Keep each line of the material that includes "ValueRange", and leave out the rest.

---------------

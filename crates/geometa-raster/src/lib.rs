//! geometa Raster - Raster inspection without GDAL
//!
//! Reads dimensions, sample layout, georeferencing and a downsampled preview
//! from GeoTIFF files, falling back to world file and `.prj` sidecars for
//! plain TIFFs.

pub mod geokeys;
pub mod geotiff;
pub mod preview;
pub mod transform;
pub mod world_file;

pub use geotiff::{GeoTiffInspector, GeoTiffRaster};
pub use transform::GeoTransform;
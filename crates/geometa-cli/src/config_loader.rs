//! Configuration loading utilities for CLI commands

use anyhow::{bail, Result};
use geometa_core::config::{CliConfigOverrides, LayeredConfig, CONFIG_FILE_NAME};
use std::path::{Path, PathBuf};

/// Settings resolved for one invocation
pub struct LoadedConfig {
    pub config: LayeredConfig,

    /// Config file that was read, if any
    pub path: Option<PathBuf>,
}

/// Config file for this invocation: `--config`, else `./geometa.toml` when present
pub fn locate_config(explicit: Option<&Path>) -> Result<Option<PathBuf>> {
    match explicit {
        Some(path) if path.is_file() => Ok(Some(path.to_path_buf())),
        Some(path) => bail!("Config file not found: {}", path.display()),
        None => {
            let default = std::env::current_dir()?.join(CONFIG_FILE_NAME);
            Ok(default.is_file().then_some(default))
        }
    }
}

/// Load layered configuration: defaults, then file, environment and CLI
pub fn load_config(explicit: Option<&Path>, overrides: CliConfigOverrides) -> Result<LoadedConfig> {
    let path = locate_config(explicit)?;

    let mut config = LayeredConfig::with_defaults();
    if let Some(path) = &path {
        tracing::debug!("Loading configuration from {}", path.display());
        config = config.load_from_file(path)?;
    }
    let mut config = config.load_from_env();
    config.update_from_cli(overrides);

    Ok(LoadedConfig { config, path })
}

---------------

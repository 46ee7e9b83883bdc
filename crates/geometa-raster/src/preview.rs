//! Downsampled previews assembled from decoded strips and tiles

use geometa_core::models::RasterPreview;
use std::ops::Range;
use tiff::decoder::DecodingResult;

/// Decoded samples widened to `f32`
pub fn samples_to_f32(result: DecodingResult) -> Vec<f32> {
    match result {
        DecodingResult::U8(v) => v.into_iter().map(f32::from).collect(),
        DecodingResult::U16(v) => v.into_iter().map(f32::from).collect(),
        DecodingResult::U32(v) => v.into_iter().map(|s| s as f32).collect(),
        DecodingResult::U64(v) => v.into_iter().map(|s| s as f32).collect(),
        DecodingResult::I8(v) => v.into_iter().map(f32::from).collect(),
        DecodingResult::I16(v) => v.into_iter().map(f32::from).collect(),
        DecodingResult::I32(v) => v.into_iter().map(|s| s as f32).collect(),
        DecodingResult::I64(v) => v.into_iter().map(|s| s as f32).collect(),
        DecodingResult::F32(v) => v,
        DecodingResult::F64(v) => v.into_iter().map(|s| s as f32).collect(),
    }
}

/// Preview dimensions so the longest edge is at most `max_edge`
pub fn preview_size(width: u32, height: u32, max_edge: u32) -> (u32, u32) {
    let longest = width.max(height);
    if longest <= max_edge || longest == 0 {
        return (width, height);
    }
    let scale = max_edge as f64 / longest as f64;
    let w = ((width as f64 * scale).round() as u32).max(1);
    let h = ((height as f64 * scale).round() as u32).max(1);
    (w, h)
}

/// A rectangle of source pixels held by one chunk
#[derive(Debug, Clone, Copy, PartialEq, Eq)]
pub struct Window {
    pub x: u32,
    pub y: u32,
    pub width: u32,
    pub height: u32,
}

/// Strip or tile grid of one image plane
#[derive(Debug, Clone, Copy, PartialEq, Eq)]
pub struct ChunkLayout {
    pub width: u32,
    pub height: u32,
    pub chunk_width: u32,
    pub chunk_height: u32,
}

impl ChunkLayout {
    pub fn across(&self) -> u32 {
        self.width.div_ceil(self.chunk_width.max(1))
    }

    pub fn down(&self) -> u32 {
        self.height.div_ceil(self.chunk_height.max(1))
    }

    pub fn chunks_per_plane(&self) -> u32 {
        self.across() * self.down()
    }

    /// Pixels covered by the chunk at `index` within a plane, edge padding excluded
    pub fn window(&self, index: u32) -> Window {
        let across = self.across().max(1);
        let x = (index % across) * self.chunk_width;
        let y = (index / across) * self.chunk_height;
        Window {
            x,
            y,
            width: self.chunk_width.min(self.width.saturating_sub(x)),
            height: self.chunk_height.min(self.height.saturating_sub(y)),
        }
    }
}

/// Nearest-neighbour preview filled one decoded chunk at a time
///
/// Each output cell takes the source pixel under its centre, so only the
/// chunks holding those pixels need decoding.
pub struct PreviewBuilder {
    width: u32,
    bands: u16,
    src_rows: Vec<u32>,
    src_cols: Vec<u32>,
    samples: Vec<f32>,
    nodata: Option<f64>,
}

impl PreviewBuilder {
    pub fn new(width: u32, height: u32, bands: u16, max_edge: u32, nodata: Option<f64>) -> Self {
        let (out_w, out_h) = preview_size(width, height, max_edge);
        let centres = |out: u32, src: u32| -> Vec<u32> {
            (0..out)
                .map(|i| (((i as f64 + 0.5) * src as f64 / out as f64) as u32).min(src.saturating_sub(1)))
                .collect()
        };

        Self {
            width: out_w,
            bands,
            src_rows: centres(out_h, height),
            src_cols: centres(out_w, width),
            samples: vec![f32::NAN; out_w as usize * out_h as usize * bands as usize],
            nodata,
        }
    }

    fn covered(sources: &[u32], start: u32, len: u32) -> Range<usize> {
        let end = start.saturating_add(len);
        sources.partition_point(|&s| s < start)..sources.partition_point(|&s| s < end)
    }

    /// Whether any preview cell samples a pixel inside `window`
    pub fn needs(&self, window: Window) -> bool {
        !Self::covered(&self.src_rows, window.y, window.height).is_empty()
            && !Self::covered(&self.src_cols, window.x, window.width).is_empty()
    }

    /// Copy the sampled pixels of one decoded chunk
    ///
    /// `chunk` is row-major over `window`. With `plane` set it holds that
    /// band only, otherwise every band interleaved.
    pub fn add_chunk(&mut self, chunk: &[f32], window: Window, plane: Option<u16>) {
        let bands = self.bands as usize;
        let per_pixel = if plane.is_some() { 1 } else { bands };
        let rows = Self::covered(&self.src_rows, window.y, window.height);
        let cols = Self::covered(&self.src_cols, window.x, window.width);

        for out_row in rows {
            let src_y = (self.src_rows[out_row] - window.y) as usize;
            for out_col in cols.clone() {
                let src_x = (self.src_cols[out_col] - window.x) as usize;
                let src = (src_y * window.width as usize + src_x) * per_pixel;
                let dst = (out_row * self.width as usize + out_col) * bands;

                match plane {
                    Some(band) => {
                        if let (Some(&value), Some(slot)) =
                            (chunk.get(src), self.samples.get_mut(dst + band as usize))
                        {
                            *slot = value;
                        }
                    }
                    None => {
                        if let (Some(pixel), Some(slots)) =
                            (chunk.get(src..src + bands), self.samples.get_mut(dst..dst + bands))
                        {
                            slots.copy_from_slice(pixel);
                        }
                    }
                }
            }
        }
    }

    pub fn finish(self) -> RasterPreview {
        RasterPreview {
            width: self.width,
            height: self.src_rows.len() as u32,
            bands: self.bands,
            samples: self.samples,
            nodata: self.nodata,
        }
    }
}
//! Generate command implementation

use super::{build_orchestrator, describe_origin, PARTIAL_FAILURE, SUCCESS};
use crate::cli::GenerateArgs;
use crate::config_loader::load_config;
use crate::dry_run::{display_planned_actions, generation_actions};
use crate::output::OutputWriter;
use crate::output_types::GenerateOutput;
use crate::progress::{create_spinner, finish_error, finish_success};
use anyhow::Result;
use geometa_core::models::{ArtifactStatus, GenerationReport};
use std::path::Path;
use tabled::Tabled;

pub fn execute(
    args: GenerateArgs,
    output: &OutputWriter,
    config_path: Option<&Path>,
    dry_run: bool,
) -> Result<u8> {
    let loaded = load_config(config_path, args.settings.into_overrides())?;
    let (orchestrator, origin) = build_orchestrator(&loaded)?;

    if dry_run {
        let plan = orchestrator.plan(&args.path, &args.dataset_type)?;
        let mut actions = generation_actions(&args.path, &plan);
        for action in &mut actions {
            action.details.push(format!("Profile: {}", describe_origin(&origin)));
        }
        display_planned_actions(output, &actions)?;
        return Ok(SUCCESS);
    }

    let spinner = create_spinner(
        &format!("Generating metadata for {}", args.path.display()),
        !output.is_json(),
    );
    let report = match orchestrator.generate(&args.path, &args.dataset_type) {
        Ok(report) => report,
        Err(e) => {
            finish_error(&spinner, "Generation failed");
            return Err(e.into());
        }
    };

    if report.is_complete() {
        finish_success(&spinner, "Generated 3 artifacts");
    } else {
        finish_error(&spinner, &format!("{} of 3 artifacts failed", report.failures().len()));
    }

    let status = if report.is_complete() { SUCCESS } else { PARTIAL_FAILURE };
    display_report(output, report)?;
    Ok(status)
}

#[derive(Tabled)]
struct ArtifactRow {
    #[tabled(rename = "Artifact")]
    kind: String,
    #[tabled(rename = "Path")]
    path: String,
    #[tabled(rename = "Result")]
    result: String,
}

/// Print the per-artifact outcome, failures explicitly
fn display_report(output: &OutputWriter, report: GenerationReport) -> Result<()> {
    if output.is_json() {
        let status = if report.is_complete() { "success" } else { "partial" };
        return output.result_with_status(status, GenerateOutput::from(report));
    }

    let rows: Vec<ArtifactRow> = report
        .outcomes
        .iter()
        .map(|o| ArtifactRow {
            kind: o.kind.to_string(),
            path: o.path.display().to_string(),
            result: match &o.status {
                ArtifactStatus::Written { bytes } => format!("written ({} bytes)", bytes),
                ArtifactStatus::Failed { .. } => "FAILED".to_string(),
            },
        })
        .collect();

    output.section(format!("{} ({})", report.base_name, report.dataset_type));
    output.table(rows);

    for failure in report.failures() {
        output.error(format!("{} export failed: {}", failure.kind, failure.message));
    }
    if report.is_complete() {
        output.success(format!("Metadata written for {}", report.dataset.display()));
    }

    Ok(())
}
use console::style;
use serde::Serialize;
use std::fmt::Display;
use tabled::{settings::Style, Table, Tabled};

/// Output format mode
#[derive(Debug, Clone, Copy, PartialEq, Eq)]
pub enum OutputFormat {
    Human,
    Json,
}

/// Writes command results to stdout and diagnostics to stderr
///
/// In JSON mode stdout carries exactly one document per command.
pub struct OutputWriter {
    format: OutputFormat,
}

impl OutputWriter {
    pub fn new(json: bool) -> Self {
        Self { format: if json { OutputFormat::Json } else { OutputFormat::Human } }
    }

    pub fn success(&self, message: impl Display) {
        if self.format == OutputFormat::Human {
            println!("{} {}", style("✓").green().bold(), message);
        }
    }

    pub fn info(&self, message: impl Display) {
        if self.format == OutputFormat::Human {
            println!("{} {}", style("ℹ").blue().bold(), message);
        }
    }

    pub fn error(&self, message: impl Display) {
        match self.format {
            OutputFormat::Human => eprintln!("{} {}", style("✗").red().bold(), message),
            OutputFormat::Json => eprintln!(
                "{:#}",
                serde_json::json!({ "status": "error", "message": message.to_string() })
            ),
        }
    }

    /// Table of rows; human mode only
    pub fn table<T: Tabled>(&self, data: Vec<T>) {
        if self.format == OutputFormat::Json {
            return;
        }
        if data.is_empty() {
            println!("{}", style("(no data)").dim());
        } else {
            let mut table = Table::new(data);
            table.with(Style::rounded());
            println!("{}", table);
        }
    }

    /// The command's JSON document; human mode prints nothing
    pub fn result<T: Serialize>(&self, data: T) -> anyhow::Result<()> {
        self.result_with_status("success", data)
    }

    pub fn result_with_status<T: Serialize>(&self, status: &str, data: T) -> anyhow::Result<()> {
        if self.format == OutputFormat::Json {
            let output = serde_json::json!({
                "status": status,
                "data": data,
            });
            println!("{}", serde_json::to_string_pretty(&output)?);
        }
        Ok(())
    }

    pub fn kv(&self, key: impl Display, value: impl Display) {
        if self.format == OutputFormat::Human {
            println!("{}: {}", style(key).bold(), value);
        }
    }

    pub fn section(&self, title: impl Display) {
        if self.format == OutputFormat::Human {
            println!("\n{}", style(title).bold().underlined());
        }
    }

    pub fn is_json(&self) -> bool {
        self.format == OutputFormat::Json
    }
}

---------------

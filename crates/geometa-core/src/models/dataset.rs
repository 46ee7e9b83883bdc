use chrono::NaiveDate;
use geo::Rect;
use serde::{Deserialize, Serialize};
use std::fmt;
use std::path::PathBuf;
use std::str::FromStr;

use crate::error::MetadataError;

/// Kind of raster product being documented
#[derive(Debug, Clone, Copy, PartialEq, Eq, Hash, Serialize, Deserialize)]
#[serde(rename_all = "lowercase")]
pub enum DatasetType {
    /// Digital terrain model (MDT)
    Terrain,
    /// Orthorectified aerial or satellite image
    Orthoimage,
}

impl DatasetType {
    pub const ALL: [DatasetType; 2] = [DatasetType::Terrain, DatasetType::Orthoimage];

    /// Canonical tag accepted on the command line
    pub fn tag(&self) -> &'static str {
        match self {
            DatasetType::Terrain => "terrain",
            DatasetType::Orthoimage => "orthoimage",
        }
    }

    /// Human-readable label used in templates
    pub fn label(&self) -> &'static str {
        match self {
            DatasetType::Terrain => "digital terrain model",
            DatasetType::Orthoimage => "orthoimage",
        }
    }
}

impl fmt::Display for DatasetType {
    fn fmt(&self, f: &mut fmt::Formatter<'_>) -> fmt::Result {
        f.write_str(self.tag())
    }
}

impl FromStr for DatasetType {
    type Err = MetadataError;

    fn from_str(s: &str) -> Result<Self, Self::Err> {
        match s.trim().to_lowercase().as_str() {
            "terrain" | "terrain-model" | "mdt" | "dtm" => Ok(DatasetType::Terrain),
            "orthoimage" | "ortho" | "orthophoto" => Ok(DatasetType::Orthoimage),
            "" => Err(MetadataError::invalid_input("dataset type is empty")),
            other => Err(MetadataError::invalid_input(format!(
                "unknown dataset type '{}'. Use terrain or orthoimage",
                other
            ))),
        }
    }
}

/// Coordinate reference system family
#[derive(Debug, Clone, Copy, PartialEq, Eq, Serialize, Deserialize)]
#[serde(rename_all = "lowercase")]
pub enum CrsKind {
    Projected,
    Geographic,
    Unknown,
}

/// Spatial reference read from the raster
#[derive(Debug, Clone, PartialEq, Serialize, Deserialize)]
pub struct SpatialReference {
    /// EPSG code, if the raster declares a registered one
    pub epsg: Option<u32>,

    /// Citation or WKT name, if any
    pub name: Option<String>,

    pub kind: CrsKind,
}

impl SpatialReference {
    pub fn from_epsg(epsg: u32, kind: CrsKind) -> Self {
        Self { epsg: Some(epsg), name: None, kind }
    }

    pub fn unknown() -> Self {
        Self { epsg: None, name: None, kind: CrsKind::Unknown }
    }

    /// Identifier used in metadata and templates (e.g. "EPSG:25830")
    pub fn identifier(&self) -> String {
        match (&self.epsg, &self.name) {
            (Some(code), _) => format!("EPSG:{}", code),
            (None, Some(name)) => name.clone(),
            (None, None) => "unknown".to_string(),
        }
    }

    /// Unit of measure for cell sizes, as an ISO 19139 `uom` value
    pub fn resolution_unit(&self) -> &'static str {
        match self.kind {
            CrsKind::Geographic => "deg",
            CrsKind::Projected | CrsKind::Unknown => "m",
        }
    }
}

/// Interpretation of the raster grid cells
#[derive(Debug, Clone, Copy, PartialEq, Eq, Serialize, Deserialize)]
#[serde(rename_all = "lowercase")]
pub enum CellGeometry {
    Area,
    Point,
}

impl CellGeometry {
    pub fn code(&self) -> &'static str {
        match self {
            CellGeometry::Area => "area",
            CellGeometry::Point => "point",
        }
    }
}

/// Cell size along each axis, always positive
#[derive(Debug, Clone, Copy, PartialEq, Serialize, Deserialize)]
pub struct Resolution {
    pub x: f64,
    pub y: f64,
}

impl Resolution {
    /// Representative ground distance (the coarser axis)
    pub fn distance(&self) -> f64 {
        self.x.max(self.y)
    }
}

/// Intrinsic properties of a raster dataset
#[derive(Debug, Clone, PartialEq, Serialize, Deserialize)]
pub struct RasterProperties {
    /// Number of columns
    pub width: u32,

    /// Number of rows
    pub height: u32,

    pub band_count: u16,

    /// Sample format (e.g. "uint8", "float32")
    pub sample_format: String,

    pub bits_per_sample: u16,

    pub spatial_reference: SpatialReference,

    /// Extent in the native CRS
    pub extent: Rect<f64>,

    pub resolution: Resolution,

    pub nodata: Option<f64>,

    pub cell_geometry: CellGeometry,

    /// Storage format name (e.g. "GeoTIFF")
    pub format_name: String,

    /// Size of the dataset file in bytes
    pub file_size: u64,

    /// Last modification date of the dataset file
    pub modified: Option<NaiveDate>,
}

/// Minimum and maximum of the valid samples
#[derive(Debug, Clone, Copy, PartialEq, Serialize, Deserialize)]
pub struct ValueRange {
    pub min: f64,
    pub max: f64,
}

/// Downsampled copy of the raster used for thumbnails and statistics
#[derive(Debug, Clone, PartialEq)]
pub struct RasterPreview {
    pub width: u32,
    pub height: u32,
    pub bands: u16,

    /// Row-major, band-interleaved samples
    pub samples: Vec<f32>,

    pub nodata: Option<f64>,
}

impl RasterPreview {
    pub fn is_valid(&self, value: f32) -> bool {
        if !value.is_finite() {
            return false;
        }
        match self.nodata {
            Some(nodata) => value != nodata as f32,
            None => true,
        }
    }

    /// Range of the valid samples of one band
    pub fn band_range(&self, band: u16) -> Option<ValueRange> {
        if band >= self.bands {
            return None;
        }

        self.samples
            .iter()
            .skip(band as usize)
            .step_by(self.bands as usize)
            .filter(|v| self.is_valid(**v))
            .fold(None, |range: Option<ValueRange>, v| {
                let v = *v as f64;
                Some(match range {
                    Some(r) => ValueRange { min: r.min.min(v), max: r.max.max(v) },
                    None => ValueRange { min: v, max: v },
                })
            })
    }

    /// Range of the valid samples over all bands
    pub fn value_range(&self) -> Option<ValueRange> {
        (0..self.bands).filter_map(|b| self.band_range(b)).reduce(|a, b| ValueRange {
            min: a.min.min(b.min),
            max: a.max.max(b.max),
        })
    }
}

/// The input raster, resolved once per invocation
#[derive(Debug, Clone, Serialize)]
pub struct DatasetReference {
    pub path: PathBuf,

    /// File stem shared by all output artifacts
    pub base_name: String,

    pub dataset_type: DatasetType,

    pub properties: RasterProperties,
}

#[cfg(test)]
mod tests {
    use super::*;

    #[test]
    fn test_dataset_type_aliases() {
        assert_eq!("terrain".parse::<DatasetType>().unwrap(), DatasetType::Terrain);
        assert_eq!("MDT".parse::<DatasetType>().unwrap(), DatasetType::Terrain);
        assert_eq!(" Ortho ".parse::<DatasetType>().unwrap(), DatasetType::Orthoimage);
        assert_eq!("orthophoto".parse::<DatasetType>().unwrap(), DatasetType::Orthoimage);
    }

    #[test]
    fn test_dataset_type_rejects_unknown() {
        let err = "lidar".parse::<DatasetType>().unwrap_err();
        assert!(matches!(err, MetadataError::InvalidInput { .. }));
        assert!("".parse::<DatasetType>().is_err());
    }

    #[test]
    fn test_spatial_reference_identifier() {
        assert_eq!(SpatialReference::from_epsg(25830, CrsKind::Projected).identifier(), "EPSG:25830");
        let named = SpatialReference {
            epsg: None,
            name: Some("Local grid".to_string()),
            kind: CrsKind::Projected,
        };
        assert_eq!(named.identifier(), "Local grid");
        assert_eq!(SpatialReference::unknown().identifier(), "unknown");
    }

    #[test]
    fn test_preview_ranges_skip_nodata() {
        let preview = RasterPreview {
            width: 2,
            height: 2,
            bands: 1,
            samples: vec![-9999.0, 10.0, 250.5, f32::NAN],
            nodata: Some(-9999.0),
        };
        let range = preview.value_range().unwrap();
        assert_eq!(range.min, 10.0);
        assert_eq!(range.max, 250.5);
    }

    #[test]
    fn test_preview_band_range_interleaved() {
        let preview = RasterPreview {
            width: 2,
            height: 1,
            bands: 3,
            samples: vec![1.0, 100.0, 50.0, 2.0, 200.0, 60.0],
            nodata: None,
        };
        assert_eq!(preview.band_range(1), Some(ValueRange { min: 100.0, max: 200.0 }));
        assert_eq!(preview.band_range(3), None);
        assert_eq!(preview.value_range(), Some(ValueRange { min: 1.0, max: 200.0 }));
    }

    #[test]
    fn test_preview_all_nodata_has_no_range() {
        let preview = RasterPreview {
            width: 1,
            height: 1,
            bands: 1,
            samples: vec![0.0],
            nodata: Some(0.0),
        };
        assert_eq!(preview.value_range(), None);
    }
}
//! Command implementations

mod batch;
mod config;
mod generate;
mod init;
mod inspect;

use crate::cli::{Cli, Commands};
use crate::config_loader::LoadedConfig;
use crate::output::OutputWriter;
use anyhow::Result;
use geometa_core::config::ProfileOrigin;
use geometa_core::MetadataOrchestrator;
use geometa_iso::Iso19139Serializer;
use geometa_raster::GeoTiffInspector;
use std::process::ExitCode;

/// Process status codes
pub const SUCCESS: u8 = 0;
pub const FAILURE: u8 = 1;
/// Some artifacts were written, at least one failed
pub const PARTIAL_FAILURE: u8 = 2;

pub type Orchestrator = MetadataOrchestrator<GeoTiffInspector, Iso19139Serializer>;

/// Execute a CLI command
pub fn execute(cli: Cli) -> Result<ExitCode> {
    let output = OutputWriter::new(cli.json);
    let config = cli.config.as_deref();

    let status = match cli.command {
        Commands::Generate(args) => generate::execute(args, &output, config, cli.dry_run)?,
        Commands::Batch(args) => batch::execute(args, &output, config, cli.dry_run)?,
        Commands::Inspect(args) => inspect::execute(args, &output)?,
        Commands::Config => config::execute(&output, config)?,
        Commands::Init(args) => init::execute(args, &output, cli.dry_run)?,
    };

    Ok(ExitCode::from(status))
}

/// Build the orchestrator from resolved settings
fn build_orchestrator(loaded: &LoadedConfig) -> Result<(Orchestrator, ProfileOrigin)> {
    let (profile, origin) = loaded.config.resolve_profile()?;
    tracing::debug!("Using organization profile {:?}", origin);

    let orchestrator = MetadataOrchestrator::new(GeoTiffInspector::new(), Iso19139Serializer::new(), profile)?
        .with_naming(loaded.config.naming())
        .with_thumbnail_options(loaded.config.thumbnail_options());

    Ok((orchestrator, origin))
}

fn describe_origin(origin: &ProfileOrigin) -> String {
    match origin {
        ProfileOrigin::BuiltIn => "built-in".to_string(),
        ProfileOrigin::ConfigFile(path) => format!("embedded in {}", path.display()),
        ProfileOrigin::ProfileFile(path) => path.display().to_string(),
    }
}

---------------

Task output:
pub struct ValueRange {
    pub fn band_range(&self, band: u16) -> Option<ValueRange> {
            .fold(None, |range: Option<ValueRange>, v| {
                    Some(r) => ValueRange { min: r.min.min(v), max: r.max.max(v) },
                    None => ValueRange { min: v, max: v },
    pub fn value_range(&self) -> Option<ValueRange> {
        (0..self.bands).filter_map(|b| self.band_range(b)).reduce(|a, b| ValueRange {
        assert_eq!(preview.band_range(1), Some(ValueRange { min: 100.0, max: 200.0 }));
        assert_eq!(preview.value_range(), Some(ValueRange { min: 1.0, max: 200.0 }));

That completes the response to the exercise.